20.10.2021 – 24.04.2022
Anna Catharina Bischoff The Mummy of Barfüsser Church
Three years ago an international research group led by Natural History Museum Basel managed to identify a previously nameless mummy as Anna Catharina Bischoff, who died in 1787. The book published by Christoph Merian Verlag 'Anna Catharina Bischoff. The Lady of Barfüsser Church' ['Anna Catharina Bischoff. Die Mumie aus der Barfüsserkirche'] gives a fascinating account of this exciting interdisciplinary search for clues about Switzerland’s best preserved mummy.
This book publication was the occasion of a small exhibition in the mezzanine of the museum.
On the occasion of the book publication, which reports on this exciting interdisciplinary search for clues around the identity of the Barfüssermummy, all museum visitors were able to take a look at the best-preserved mummy in Switzerland in a small exhibition.
Citizen science project
A team of scientists and arts scholars, as well as citizen scientists, studied Switzerland’s best preserved mummy in a project that lasted for years. It was eventually possible to decipher the identity of the “Lady of Barfüsser Church”. She is Anna Catharina Bischoff, born in Strasbourg in 1719, daughter of a Basel pastor, later a pastor’s wife and mother of seven. She spent the autumn of her life – very likely suffering from syphilis – in her home town of Basel, where she was treated for her illness.

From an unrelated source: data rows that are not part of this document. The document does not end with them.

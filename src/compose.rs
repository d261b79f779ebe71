// src/compose.rs
//! Prompt construction and the model-response contract for the daily digest
//! and the single-article recap.

use anyhow::{Context, Result};
use serde::{Deserialize, Serialize};

use crate::ai::ChatModel;
use crate::ingest::types::Article;
use crate::recap::{self, RecapToken};

/// System instruction for the batch digest call. The response contract
/// (a bare JSON object with `mailTitle` and `mailContent`) is what
/// [`parse_digest_response`] enforces.
pub const DIGEST_SYSTEM_PROMPT: &str = r#"Transform a JSON list of news articles into a structured HTML email.

The input is a JSON array of objects with these fields:
- "title": title of the article
- "link": URL of the original article
- "summary": brief summary, may contain HTML
- "published": publication date
- "recap_link": URL that sends the reader a longer recap of this article

Produce a JSON object with exactly these fields:
- "mailTitle": the day's topics as comma-separated tags
- "mailContent": the email body as well-formatted HTML

Rules for mailContent:
- Begin with a short, friendly overview of the topics.
- For each article worth reading, give a concise summary followed by a link
  to the original article and a button-style link to its recap_link inviting
  the reader to get a longer recap by mail.
- Append the source site to each article title, e.g. "A headline (example.com)".
- Separate articles with a horizontal rule and leave enough spacing between
  headers and text to stay readable on a mobile phone; inline a little CSS
  if needed.
- Output the bare JSON object only: no markdown fences, no commentary, no
  extra fields."#;

/// System instruction for the single-article recap call. The response is
/// plain HTML shown to the reader as-is.
pub const RECAP_SYSTEM_PROMPT: &str = r#"Write a recap of the provided article as plain HTML.

The input is a JSON object with these fields:
- "title": title of the article
- "content": main content of the article
- "link": URL of the original article

The recap should take no more than three minutes to read and stay engaging
and informative. Code blocks and images from the original may be kept.

Structure:
- A header with the original article title.
- One introductory sentence naming the main topics.
- The content summarized in a few paragraphs, including your own opinion on
  the topic and, where useful, recommendations for further reading.
- A closing link to the original article.

Output plain HTML only: no markdown fences, no extra tags around the
document. The response is shown to the reader exactly as returned."#;

/// One article as serialized into the digest request, augmented with the
/// recap button URL.
#[derive(Debug, Clone, Serialize, Deserialize, PartialEq, Eq)]
pub struct DigestEntry {
    pub title: String,
    pub link: String,
    pub summary: String,
    pub published: String,
    pub recap_link: String,
}

impl DigestEntry {
    pub fn from_article(
        article: &Article,
        feed: &str,
        recap_base_url: &str,
        recap_code: &str,
    ) -> Self {
        let token = RecapToken {
            feed: feed.to_string(),
            link: article.link.clone(),
        };
        Self {
            title: article.title.clone(),
            link: article.link.clone(),
            summary: article.summary.clone(),
            published: article.published.clone(),
            recap_link: recap::recap_url(recap_base_url, recap_code, &token),
        }
    }
}

/// Parsed digest response. The contract is strict: an object with exactly
/// these two string fields, or the run fails over to the notification path.
#[derive(Debug, Clone, Serialize, Deserialize, PartialEq, Eq)]
#[serde(deny_unknown_fields)]
pub struct DigestResult {
    #[serde(rename = "mailTitle")]
    pub mail_title: String,
    #[serde(rename = "mailContent")]
    pub mail_content: String,
}

/// Serialize the batch as the user message of the digest request.
pub fn digest_user_payload(entries: &[DigestEntry]) -> Result<String> {
    serde_json::to_string(entries).context("serializing digest batch")
}

pub fn parse_digest_response(raw: &str) -> Result<DigestResult> {
    serde_json::from_str(raw.trim())
        .context("model digest response does not match the mailTitle/mailContent contract")
}

/// Ask the model for the daily digest. Exactly one call per run.
pub async fn compose_digest(model: &dyn ChatModel, entries: &[DigestEntry]) -> Result<DigestResult> {
    let user = digest_user_payload(entries)?;
    let raw = model
        .complete(DIGEST_SYSTEM_PROMPT, &user)
        .await
        .context("digest model call")?;
    parse_digest_response(&raw)
}

#[derive(Serialize)]
struct RecapInput<'a> {
    title: &'a str,
    content: &'a str,
    link: &'a str,
}

/// Ask the model for a deep recap of one article. The response is plain
/// HTML passed through to the caller unvalidated; there is no structured
/// consumer on this path.
pub async fn compose_recap(model: &dyn ChatModel, article: &Article) -> Result<String> {
    let user = serde_json::to_string(&RecapInput {
        title: &article.title,
        content: &article.content,
        link: &article.link,
    })
    .context("serializing recap input")?;
    model
        .complete(RECAP_SYSTEM_PROMPT, &user)
        .await
        .context("recap model call")
}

The book portrays the almost forensic work of the interdisciplinary research team. It gives surprising insights into the fate of a woman in the 18th century and into everyday life in Basel and Strasbourg at that time. The search for the ancestors of Anna Catharina Bischoff also revealed something astonishing: It led through diplomats, revolutionaries and poets’ wives to the current UK Prime Minister, Boris Johnson.